▶ **PROBLEM REQUIREMENTS**:
Where the line containing "return Ok(RunOutcome::Declined);" appears, start copying; continue through the last line below and copy nothing else.

▶ **ENTRIES SHOWN**:

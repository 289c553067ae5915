//! Per-user directory resolution.
//!
//! ```text
//! ~/.hop-cli/launchers/     configuration directory (created on demand, 0700)
//!   ignite-<name>.<ext>     launcher script
//!   ignite-<name>.json      launcher record
//!   recent.json             recent-projects ledger
//!   templates/              optional script template overrides
//! ~/Desktop/                desktop copies (falls back to the current directory)
//! ```
//!
//! Every function has an explicit-directory form (`_at`) for tests; the
//! convenience wrappers derive directories from `dirs::home_dir()` and the
//! process working directory.

use std::path::{Path, PathBuf};

use crate::error::{io_err, StoreError};

pub const RECENT_FILE: &str = "recent.json";
pub const TEMPLATES_DIR: &str = "templates";

/// `<home>/.hop-cli/launchers`. Pure, no I/O.
pub fn config_dir_path(home: &Path) -> PathBuf {
    home.join(".hop-cli").join("launchers")
}

/// `<home>/.hop-cli/launchers`, created (mode `0700`) if it does not exist.
pub fn config_dir_at(home: &Path) -> Result<PathBuf, StoreError> {
    let dir = config_dir_path(home);
    if !dir.exists() {
        std::fs::create_dir_all(&dir).map_err(|e| io_err(&dir, e))?;
        set_dir_permissions(&dir)?;
    }
    Ok(dir)
}

/// `<home>/Desktop` if it exists, otherwise `cwd`.
pub fn desktop_dir_at(home: &Path, cwd: &Path) -> PathBuf {
    let desktop = home.join("Desktop");
    if desktop.is_dir() {
        return desktop;
    }
    tracing::warn!(
        cwd = %cwd.display(),
        "desktop folder not found, using current directory"
    );
    cwd.to_path_buf()
}

/// Resolved directories for one invocation.
#[derive(Debug, Clone, PartialEq, Eq)]
pub struct Paths {
    pub config_dir: PathBuf,
    pub desktop_dir: PathBuf,
}

impl Paths {
    pub fn resolve_at(home: &Path, cwd: &Path) -> Result<Self, StoreError> {
        Ok(Paths {
            config_dir: config_dir_at(home)?,
            desktop_dir: desktop_dir_at(home, cwd),
        })
    }

    /// `resolve_at` convenience wrapper.
    pub fn resolve() -> Result<Self, StoreError> {
        let cwd = std::env::current_dir().map_err(|e| io_err(".", e))?;
        Self::resolve_at(&home()?, &cwd)
    }

    pub fn recent_file(&self) -> PathBuf {
        self.config_dir.join(RECENT_FILE)
    }

    pub fn templates_dir(&self) -> PathBuf {
        self.config_dir.join(TEMPLATES_DIR)
    }
}

pub fn home() -> Result<PathBuf, StoreError> {
    dirs::home_dir().ok_or(StoreError::HomeNotFound)
}

#[cfg(unix)]
fn set_dir_permissions(path: &Path) -> Result<(), StoreError> {
    use std::os::unix::fs::PermissionsExt;
    std::fs::set_permissions(path, std::fs::Permissions::from_mode(0o700))
        .map_err(|e| io_err(path, e))
}
#[cfg(not(unix))]
fn set_dir_permissions(_path: &Path) -> Result<(), StoreError> {
    Ok(())
}
//! Detached execution of launcher scripts.

use std::path::Path;
use std::process::{Command, Stdio};

use tracing::info;

/// Starts a launcher script and returns without waiting for it.
pub trait Spawner {
    /// Returns the child's process id.
    fn spawn_detached(&self, script: &Path) -> std::io::Result<u32>;
}

/// Runs scripts through the platform shell: `cmd.exe /c` on Windows,
/// `/bin/bash` elsewhere.
///
/// The child gets null stdio and its own process group, so it outlives the
/// CLI and never writes to its terminal. The `Child` handle is dropped, not
/// waited on.
#[derive(Debug, Default, Clone, Copy)]
pub struct SystemSpawner;

impl Spawner for SystemSpawner {
    fn spawn_detached(&self, script: &Path) -> std::io::Result<u32> {
        let mut cmd = shell_command(script);
        cmd.stdin(Stdio::null())
            .stdout(Stdio::null())
            .stderr(Stdio::null());
        detach(&mut cmd);

        let child = cmd.spawn()?;
        let pid = child.id();
        info!(pid, script = %script.display(), "launcher started");
        Ok(pid)
    }
}

#[cfg(windows)]
fn shell_command(script: &Path) -> Command {
    let mut cmd = Command::new("cmd.exe");
    cmd.arg("/c").arg(script);
    cmd
}

#[cfg(not(windows))]
fn shell_command(script: &Path) -> Command {
    let mut cmd = Command::new("/bin/bash");
    cmd.arg(script);
    cmd
}

#[cfg(unix)]
fn detach(cmd: &mut Command) {
    use std::os::unix::process::CommandExt;
    cmd.process_group(0);
}

#[cfg(windows)]
fn detach(cmd: &mut Command) {
    use std::os::windows::process::CommandExt;
    const DETACHED_PROCESS: u32 = 0x0000_0008;
    const CREATE_NEW_PROCESS_GROUP: u32 = 0x0000_0200;
    cmd.creation_flags(DETACHED_PROCESS | CREATE_NEW_PROCESS_GROUP);
}

#[cfg(not(any(unix, windows)))]
fn detach(_cmd: &mut Command) {}
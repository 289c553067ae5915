//! `ignite rename <old> <new>`

use anyhow::{Context, Result};
use clap::Args;
use colored::Colorize;

use crate::workspace::{parse_name, Workspace};

#[derive(Args, Debug)]
pub struct RenameArgs {
    /// Current launcher name.
    pub old: String,

    /// New launcher name.
    pub new: String,
}

impl RenameArgs {
    pub fn run(self) -> Result<()> {
        let ws = Workspace::open()?;
        let old = parse_name(&self.old)?;
        let new = parse_name(&self.new)?;
        ws.store
            .rename(&old, &new)
            .with_context(|| format!("failed to rename \"{old}\" to \"{new}\""))?;
        println!("{}", format!("Renamed {old} -> {new}").green());
        Ok(())
    }
}
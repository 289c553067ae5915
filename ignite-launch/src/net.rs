//! Local network address lookup for "Local network URL" browser targets.

use std::net::{IpAddr, Ipv4Addr, UdpSocket};

use tracing::debug;

/// Address of the interface the OS would route outbound traffic through.
///
/// Connecting a UDP socket only selects a route; no packet is sent.
/// Falls back to `127.0.0.1` when there is no usable interface.
pub fn local_ip() -> IpAddr {
    match outbound_ip() {
        Ok(ip) if !ip.is_unspecified() => ip,
        Ok(_) => IpAddr::V4(Ipv4Addr::LOCALHOST),
        Err(e) => {
            debug!(error = %e, "no outbound interface, using loopback");
            IpAddr::V4(Ipv4Addr::LOCALHOST)
        }
    }
}

fn outbound_ip() -> std::io::Result<IpAddr> {
    let socket = UdpSocket::bind((Ipv4Addr::UNSPECIFIED, 0))?;
    socket.connect((Ipv4Addr::new(8, 8, 8, 8), 80))?;
    Ok(socket.local_addr()?.ip())
}
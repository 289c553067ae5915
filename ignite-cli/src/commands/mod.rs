pub mod create;
pub mod delete;
pub mod list;
pub mod menu;
pub mod recent;
pub mod rename;
pub mod run;
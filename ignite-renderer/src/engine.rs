//! Tera rendering engine: [`TemplateEngine`] and [`ScriptGenerator`].
//!
//! # Template mapping
//!
//! | Platform | Template                     | Script extension |
//! |----------|------------------------------|------------------|
//! | Windows  | `windows/launcher.bat.tera`  | `bat`            |
//! | macOS    | `macos/launcher.command.tera`| `command`        |
//! | Linux    | `linux/launcher.sh.tera`     | `sh`             |
//!
//! Windows launchers that open URLs also get `windows/browser.bat.tera`,
//! rendered into a separate script the main launcher calls.

use std::collections::HashMap;
use std::path::{Path, PathBuf};

use tera::Tera;
use tracing::debug;

use ignite_core::{LauncherConfig, LauncherName, LauncherScript, Platform};

use crate::context::ScriptContext;
use crate::error::RenderError;

// ---------------------------------------------------------------------------
// Embedded templates
// ---------------------------------------------------------------------------

pub const WINDOWS_BROWSER_TEMPLATE: &str = "windows/browser.bat.tera";

const TPLS: &[(&str, &str)] = &[
    (
        "shared/_posix_browser.tera",
        include_str!("templates/shared/_posix_browser.tera"),
    ),
    (
        "windows/launcher.bat.tera",
        include_str!("templates/windows/launcher.bat.tera"),
    ),
    (
        WINDOWS_BROWSER_TEMPLATE,
        include_str!("templates/windows/browser.bat.tera"),
    ),
    (
        "macos/launcher.command.tera",
        include_str!("templates/macos/launcher.command.tera"),
    ),
    (
        "linux/launcher.sh.tera",
        include_str!("templates/linux/launcher.sh.tera"),
    ),
];

/// Main launcher template for `platform`.
pub fn template_name(platform: Platform) -> &'static str {
    match platform {
        Platform::Windows => "windows/launcher.bat.tera",
        Platform::MacOs => "macos/launcher.command.tera",
        Platform::Linux => "linux/launcher.sh.tera",
    }
}

// ---------------------------------------------------------------------------
// Template loading
// ---------------------------------------------------------------------------

fn io_err(path: impl Into<PathBuf>, source: std::io::Error) -> RenderError {
    RenderError::Io {
        path: path.into(),
        source,
    }
}

fn normalize_template_name(path: &Path) -> String {
    path.to_string_lossy().replace('\\', "/").to_lowercase()
}

fn collect_template_files(dir: &Path, out: &mut Vec<PathBuf>) -> Result<(), RenderError> {
    for entry in std::fs::read_dir(dir).map_err(|e| io_err(dir, e))? {
        let path = entry.map_err(|e| io_err(dir, e))?.path();
        if path.is_dir() {
            collect_template_files(&path, out)?;
        } else if path.extension().and_then(|s| s.to_str()) == Some("tera") {
            out.push(path);
        }
    }
    Ok(())
}

/// `.tera` files under `dir`, keyed by their normalised relative path.
fn load_user_templates(dir: &Path) -> Result<Vec<(String, String)>, RenderError> {
    if !dir.is_dir() {
        return Ok(Vec::new());
    }
    let mut files = Vec::new();
    collect_template_files(dir, &mut files)?;

    let mut templates = Vec::with_capacity(files.len());
    for path in files {
        let rel = path.strip_prefix(dir).unwrap_or(path.as_path());
        let name = normalize_template_name(rel);
        let body = std::fs::read_to_string(&path).map_err(|e| io_err(&path, e))?;
        debug!(template = %name, source = %path.display(), "user template override");
        templates.push((name, body));
    }
    Ok(templates)
}

fn build_tera(user_template_dir: Option<&Path>) -> Result<Tera, RenderError> {
    let mut templates: HashMap<String, String> = TPLS
        .iter()
        .map(|(name, body)| (normalize_template_name(Path::new(name)), (*body).to_string()))
        .collect();
    if let Some(dir) = user_template_dir {
        templates.extend(load_user_templates(dir)?);
    }

    let mut tera = Tera::default();
    tera.add_raw_templates(templates.into_iter().collect::<Vec<_>>())?;
    Ok(tera)
}

// ---------------------------------------------------------------------------
// TemplateEngine
// ---------------------------------------------------------------------------

/// Embedded launcher templates plus optional overrides from a directory.
///
/// An override replaces the embedded template with the same relative name,
/// e.g. `<dir>/linux/launcher.sh.tera`.
pub struct TemplateEngine {
    tera: Tera,
}

impl TemplateEngine {
    pub fn new(user_template_dir: Option<&Path>) -> Result<Self, RenderError> {
        Ok(TemplateEngine {
            tera: build_tera(user_template_dir)?,
        })
    }

    /// Render one named template.
    pub fn render(&self, template: &str, ctx: &ScriptContext) -> Result<String, RenderError> {
        let tera_ctx = ctx.to_tera_context()?;
        Ok(self.tera.render(template, &tera_ctx)?)
    }
}

// ---------------------------------------------------------------------------
// ScriptGenerator
// ---------------------------------------------------------------------------

/// Turns a [`LauncherConfig`] into launcher script text for a platform.
///
/// Generation is pure: nothing is written to disk. On Windows the auxiliary
/// browser script is returned in [`LauncherScript::browser_script`] and the
/// main script refers to it by its absolute path under `config_dir`.
pub struct ScriptGenerator {
    engine: TemplateEngine,
}

impl ScriptGenerator {
    /// Embedded templates only.
    pub fn new() -> Result<Self, RenderError> {
        Ok(ScriptGenerator {
            engine: TemplateEngine::new(None)?,
        })
    }

    /// Embedded templates, overridden by any `.tera` files under `dir`.
    pub fn with_overrides(dir: &Path) -> Result<Self, RenderError> {
        Ok(ScriptGenerator {
            engine: TemplateEngine::new(Some(dir))?,
        })
    }

    pub fn generate(
        &self,
        config: &LauncherConfig,
        project_path: &Path,
        name: &LauncherName,
        platform: Platform,
        config_dir: &Path,
    ) -> Result<LauncherScript, RenderError> {
        let aux_path = config_dir.join(name.browser_script_file_name());
        let aux = (platform == Platform::Windows).then_some(aux_path.as_path());
        let ctx = ScriptContext::new(config, project_path, name, aux);

        let content = terminate(self.engine.render(template_name(platform), &ctx)?);
        let browser_script = match ctx.browser_script {
            Some(_) => Some(terminate(self.engine.render(WINDOWS_BROWSER_TEMPLATE, &ctx)?)),
            None => None,
        };
        debug!(
            launcher = %name,
            %platform,
            bytes = content.len(),
            aux = browser_script.is_some(),
            "generated launcher script"
        );

        Ok(LauncherScript {
            content,
            extension: platform.script_extension().to_string(),
            browser_script,
        })
    }
}

/// Scripts always end with exactly one newline.
fn terminate(mut script: String) -> String {
    let trimmed = script.trim_end_matches('\n').len();
    script.truncate(trimmed);
    script.push('\n');
    script
}

// ---------------------------------------------------------------------------
// Tests
// ---------------------------------------------------------------------------

#[cfg(test)]
mod tests {
    use super::*;

    fn generate(config: &LauncherConfig, platform: Platform) -> LauncherScript {
        ScriptGenerator::new()
            .expect("embedded templates parse")
            .generate(
                config,
                Path::new("/code/app"),
                &LauncherName::from("app"),
                platform,
                Path::new("/cfg"),
            )
            .unwrap_or_else(|e| panic!("generate failed for {platform}: {e}"))
    }

    #[test]
    fn generator_new_succeeds() {
        ScriptGenerator::new().expect("embedded templates should parse");
    }

    #[test]
    fn every_platform_renders_with_matching_extension() {
        for platform in Platform::all() {
            let script = generate(&LauncherConfig::default(), *platform);
            assert_eq!(script.extension, platform.script_extension());
            assert!(script.content.contains("/code/app"));
        }
    }

    #[test]
    fn terminate_normalises_trailing_newlines() {
        assert_eq!(terminate("exit".into()), "exit\n");
        assert_eq!(terminate("exit\n\n".into()), "exit\n");
    }

    #[test]
    fn normalize_template_name_uses_forward_slashes() {
        assert_eq!(
            normalize_template_name(Path::new("Linux\\Launcher.sh.tera")),
            "linux/launcher.sh.tera"
        );
    }

    #[test]
    fn windows_browser_step_calls_aux_script() {
        let config = LauncherConfig {
            browser: Some("start chrome".into()),
            browser_urls: vec!["http://localhost:3000".into()],
            ..LauncherConfig::default()
        };
        let script = generate(&config, Platform::Windows);
        let aux = script.browser_script.expect("aux script");
        assert!(aux.contains("start \"\" /B start chrome \"http://localhost:3000\""));
        assert!(script
            .content
            .contains(&Path::new("/cfg").join("ignite-app-browser.bat").display().to_string()));
    }

    #[test]
    fn posix_platforms_never_return_aux_script() {
        let config = LauncherConfig {
            browser: Some("firefox".into()),
            browser_urls: vec!["http://localhost:3000".into()],
            ..LauncherConfig::default()
        };
        assert!(generate(&config, Platform::Linux).browser_script.is_none());
        assert!(generate(&config, Platform::MacOs).browser_script.is_none());
    }
}
//! `ignite recent`

use anyhow::Result;
use colored::Colorize;

use ignite_core::RecentEntry;
use ignite_launch::Prompter;

use crate::commands::run::launch;
use crate::prompt::TerminalPrompter;
use crate::workspace::{parse_name, Workspace};

pub fn run() -> Result<()> {
    let ws = Workspace::open()?;
    let entries = ws.ledger.list();
    if entries.is_empty() {
        println!("No recent projects.");
        return Ok(());
    }

    let items: Vec<String> = entries.iter().map(describe).collect();
    let mut prompter = TerminalPrompter::default();
    let picked = prompter.select("Open a recent project:", &items, 0)?;
    let name = parse_name(&entries[picked].name)?;
    launch(&ws, &name, false)
}

fn describe(entry: &RecentEntry) -> String {
    let when = entry
        .timestamp()
        .map(|t| t.with_timezone(&chrono::Local).format("%Y-%m-%d %H:%M").to_string())
        .unwrap_or_default();
    format!(
        "{}  {}  {}",
        entry.name,
        entry.path.display().to_string().bright_black(),
        when.bright_black()
    )
}
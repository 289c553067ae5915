//! Launcher execution state machine.
//!
//! ```text
//! NotFound ─▶ done
//! ConfigCheck ─▶ StaleTarget ─▶ (confirm) delete ─▶ done
//!            └─▶ Confirm ─▶ (declined) done
//!                       └─▶ Spawn ─▶ RecordRecent ─▶ done
//! ```

use std::path::PathBuf;

use tracing::{info, warn};

use ignite_core::{LauncherName, LauncherStore, RecentEntry, RecentLedger};

use crate::error::LaunchError;
use crate::prompt::Prompter;
use crate::spawn::{Spawner, SystemSpawner};

pub const SECURITY_WARNING: &str = "SECURITY WARNING: you are about to run a launcher script. \
Only continue if you created this launcher. Running untrusted scripts can harm your system.";

/// How a run ended.
#[derive(Debug, Clone, PartialEq, Eq)]
pub enum RunOutcome {
    /// No launcher script for this name.
    NotFound,
    /// The recorded project directory is gone. Nothing was spawned.
    Stale { path: PathBuf, deleted: bool },
    /// The user declined the security confirmation.
    Declined,
    /// The script was started as a detached process.
    Launched { script: PathBuf, pid: u32 },
}

pub struct LauncherRunner<'a, S: Spawner = SystemSpawner> {
    store: &'a LauncherStore,
    ledger: &'a RecentLedger,
    spawner: S,
}

impl<'a> LauncherRunner<'a, SystemSpawner> {
    pub fn new(store: &'a LauncherStore, ledger: &'a RecentLedger) -> Self {
        Self::with_spawner(store, ledger, SystemSpawner)
    }
}

impl<'a, S: Spawner> LauncherRunner<'a, S> {
    pub fn with_spawner(store: &'a LauncherStore, ledger: &'a RecentLedger, spawner: S) -> Self {
        Self {
            store,
            ledger,
            spawner,
        }
    }

    /// Run launcher `name`. `direct` skips the security confirmation.
    ///
    /// A corrupt JSON record is an error. Failing to update the recent
    /// ledger after a successful spawn is logged and ignored.
    pub fn run<P: Prompter + ?Sized>(
        &self,
        name: &LauncherName,
        direct: bool,
        prompter: &mut P,
    ) -> Result<RunOutcome, LaunchError> {
        let script = self.store.script_path(name);
        if !script.is_file() {
            return Ok(RunOutcome::NotFound);
        }

        let record = if self.store.record_path(name).is_file() {
            Some(self.store.load(name)?)
        } else {
            None
        };

        if let Some(record) = record.as_ref().filter(|r| r.is_stale()) {
            let message = format!(
                "Project path no longer exists: {}. Delete this launcher?",
                record.path.display()
            );
            let deleted = if prompter.confirm(&message, true)? {
                let removed = self.store.delete(name)?;
                info!(launcher = %name, files = removed.len(), "stale launcher deleted");
                true
            } else {
                false
            };
            return Ok(RunOutcome::Stale {
                path: record.path.clone(),
                deleted,
            });
        }

        if !direct {
            let message = format!("{SECURITY_WARNING}\nDo you want to continue?");
            if !prompter.confirm(&message, false)? {
                return Ok(RunOutcome::Declined);
            }
        }

        let pid = self
            .spawner
            .spawn_detached(&script)
            .map_err(|source| LaunchError::Spawn {
                script: script.clone(),
                source,
            })?;

        let project = record
            .map(|r| r.path)
            .unwrap_or_else(|| self.store.config_dir().to_path_buf());
        if let Err(e) = self.ledger.add(RecentEntry::launched(name, project)) {
            warn!(launcher = %name, error = %e, "could not record recent launch");
        }

        Ok(RunOutcome::Launched { script, pid })
    }
}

▶ **RESULT**:
                return Ok(RunOutcome::Declined);
            }
        }

        let pid = self
            .spawner
            .spawn_detached(&script)
            .map_err(|source| LaunchError::Spawn {
                script: script.clone(),
                source,
            })?;

        let project = record
            .map(|r| r.path)
            .unwrap_or_else(|| self.store.config_dir().to_path_buf());
        if let Err(e) = self.ledger.add(RecentEntry::launched(name, project)) {
            warn!(launcher = %name, error = %e, "could not record recent launch");
        }

        Ok(RunOutcome::Launched { script, pid })
    }
}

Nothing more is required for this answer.